I believe I'm not alone when I need to use couple of input documents for a XSLT transformation. It's rather common case to have input data from multiple sources, to process it and to return a single result. Should XSLT be an exception? Not this time.
If we look at
data type mapping it obvious that we could accept and return
Nodes,
NodeLists, etc. We could do the same with transformer parameters as well. Here is an example:
Document doc = ...; // direct input for transformer
Document anotherDoc = ...; // second document to be passed as parameter
TransformerFactory factory = TransformerFactory.newInstance();
Transformer transformer = factory.newTransformer(xsl);
transformer.setParameter("anotherDoc", anotherDoc);
transformer.transform(new DOMSource(doc), new StreamResult(System.out));
<xsl:stylesheet version="1.0"
xmlns:xsl="http://www.w3.org/1999/XSL/Transform"

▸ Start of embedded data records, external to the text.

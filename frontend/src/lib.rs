//! LeafScan 前端应用
//!
//! 采用 Context-Driven 的高内聚低耦合架构：
//! - `api`: 托管后端客户端，实现核心 crate 的协作方 trait
//! - `auth`: 会话镜像与令牌刷新
//! - `i18n`: 界面语言
//! - `theme`: 明暗主题
//! - `web::router`: 路由服务（守卫规则来自核心 crate）
//! - `components`: UI 组件层

mod api;
mod auth;
mod i18n;
pub mod logging;
mod theme;
mod components {
    pub mod about;
    pub mod contact;
    pub mod dashboard;
    pub mod history;
    mod icons;
    pub mod landing;
    mod language_switcher;
    pub mod login;
    pub mod nav;
    pub mod not_found;
    mod theme_toggle;
    pub mod toast;
}

use leafscan::config::{
    AppConfig, VAR_ANON_KEY, VAR_API_URL, VAR_DETECT_FUNCTION, VAR_DETECTIONS_TABLE,
    VAR_IMAGE_BUCKET, VAR_MAX_UPLOAD_BYTES, VAR_PROFILES_TABLE,
};
use leafscan::route::AppRoute;
use leptos::prelude::*;

use crate::api::{LeafScanApi, provide_api};
use crate::auth::{AuthContext, init_auth};
use crate::components::about::AboutPage;
use crate::components::contact::ContactPage;
use crate::components::dashboard::DashboardPage;
use crate::components::history::HistoryPage;
use crate::components::landing::LandingPage;
use crate::components::login::LoginPage;
use crate::components::nav::Navbar;
use crate::components::not_found::NotFoundPage;
use crate::components::toast::{ToastContext, ToastHost};
use crate::i18n::LocaleContext;
use crate::theme::ThemeContext;

// 原生 Web API 封装模块
// 此模块提供对浏览器原生 API 的轻量级封装，替代 gloo-* 系列 crate，
// 以减小 WASM 二进制体积。
pub(crate) mod web {
    mod file;
    mod http;
    pub mod router;
    mod storage;
    mod timer;

    pub use file::BrowserFile;
    pub use http::{HttpClient, HttpRequestBuilder, parse_json};
    pub use storage::{BrowserPrefs, LocalStorage};
    pub use timer::Interval;
}

use web::router::{Router, RouterOutlet};

/// 构建期注入的部署配置（trunk 构建时读取环境变量）
fn app_config() -> AppConfig {
    AppConfig::from_lookup(|name| {
        let value = match name {
            VAR_API_URL => option_env!("LEAFSCAN_API_URL"),
            VAR_ANON_KEY => option_env!("LEAFSCAN_ANON_KEY"),
            VAR_IMAGE_BUCKET => option_env!("LEAFSCAN_IMAGE_BUCKET"),
            VAR_DETECT_FUNCTION => option_env!("LEAFSCAN_DETECT_FUNCTION"),
            VAR_DETECTIONS_TABLE => option_env!("LEAFSCAN_DETECTIONS_TABLE"),
            VAR_PROFILES_TABLE => option_env!("LEAFSCAN_PROFILES_TABLE"),
            VAR_MAX_UPLOAD_BYTES => option_env!("LEAFSCAN_MAX_UPLOAD_BYTES"),
            _ => None,
        };
        value.map(str::to_string)
    })
}

/// 路由匹配函数
///
/// 根据 AppRoute 枚举返回对应的视图组件。
fn route_matcher(route: AppRoute) -> AnyView {
    match route {
        AppRoute::Landing => view! { <LandingPage /> }.into_any(),
        AppRoute::Auth => view! { <LoginPage /> }.into_any(),
        AppRoute::Dashboard => view! { <DashboardPage /> }.into_any(),
        AppRoute::History => view! { <HistoryPage /> }.into_any(),
        AppRoute::About => view! { <AboutPage /> }.into_any(),
        AppRoute::Contact => view! { <ContactPage /> }.into_any(),
        AppRoute::NotFound => view! { <NotFoundPage /> }.into_any(),
    }
}

/// 会话解析完成前的占位
fn pending_view() -> AnyView {
    view! {
        <div class="flex items-center justify-center min-h-screen">
            <span class="loading loading-spinner loading-lg text-primary"></span>
        </div>
    }
    .into_any()
}

#[component]
pub fn App() -> impl IntoView {
    // 1. 界面语言、主题与通知
    provide_context(LocaleContext::load());
    provide_context(ThemeContext::load());
    provide_context(ToastContext::new());

    // 2. 后端客户端（恢复上次保存的会话）
    let config = app_config();
    if config.anon_key.is_empty() {
        tracing::warn!("LEAFSCAN_ANON_KEY is not set, requests will be rejected by the backend");
    }
    tracing::info!(api_url = %config.api_url, "starting leafscan");
    let api = LeafScanApi::new(config);
    provide_api(api.clone());

    // 3. 认证上下文：挂载会话跟踪器
    let auth_ctx = AuthContext::new();
    provide_context(auth_ctx);
    init_auth(&auth_ctx, api);

    view! {
        // 4. 路由器组件：注入会话信号实现守卫
        <Router session=auth_ctx.session_signal()>
            <Navbar />
            <main>
                <RouterOutlet matcher=route_matcher pending=pending_view />
            </main>
            <ToastHost />
        </Router>
    }
}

exclude-result-prefixes="xsl">
<xsl:param name="anotherDoc" />
<xsl:variable name="inputDoc" select="/" />
<xsl:template match="/">
<xsl:apply-templates select="$anotherDoc/anotherRoot" />
</xsl:template>
<xsl:template match="nodeOfAnotherDoc">
<xsl:value-of select="text()" />
<xsl:value-of select="$inputDoc/root/@attr" />
</xsl:template>
</xsl:stylesheet>
That's all the trick, we could operate of another document just on regular
xsl:variable containing a node-set.
Just one hint: it may be useful to have a variable referencing input document root (
inputDoc in example), because inside context of
xsl:template that matched
anotherDoc you may have trouble accessing nodes of input document.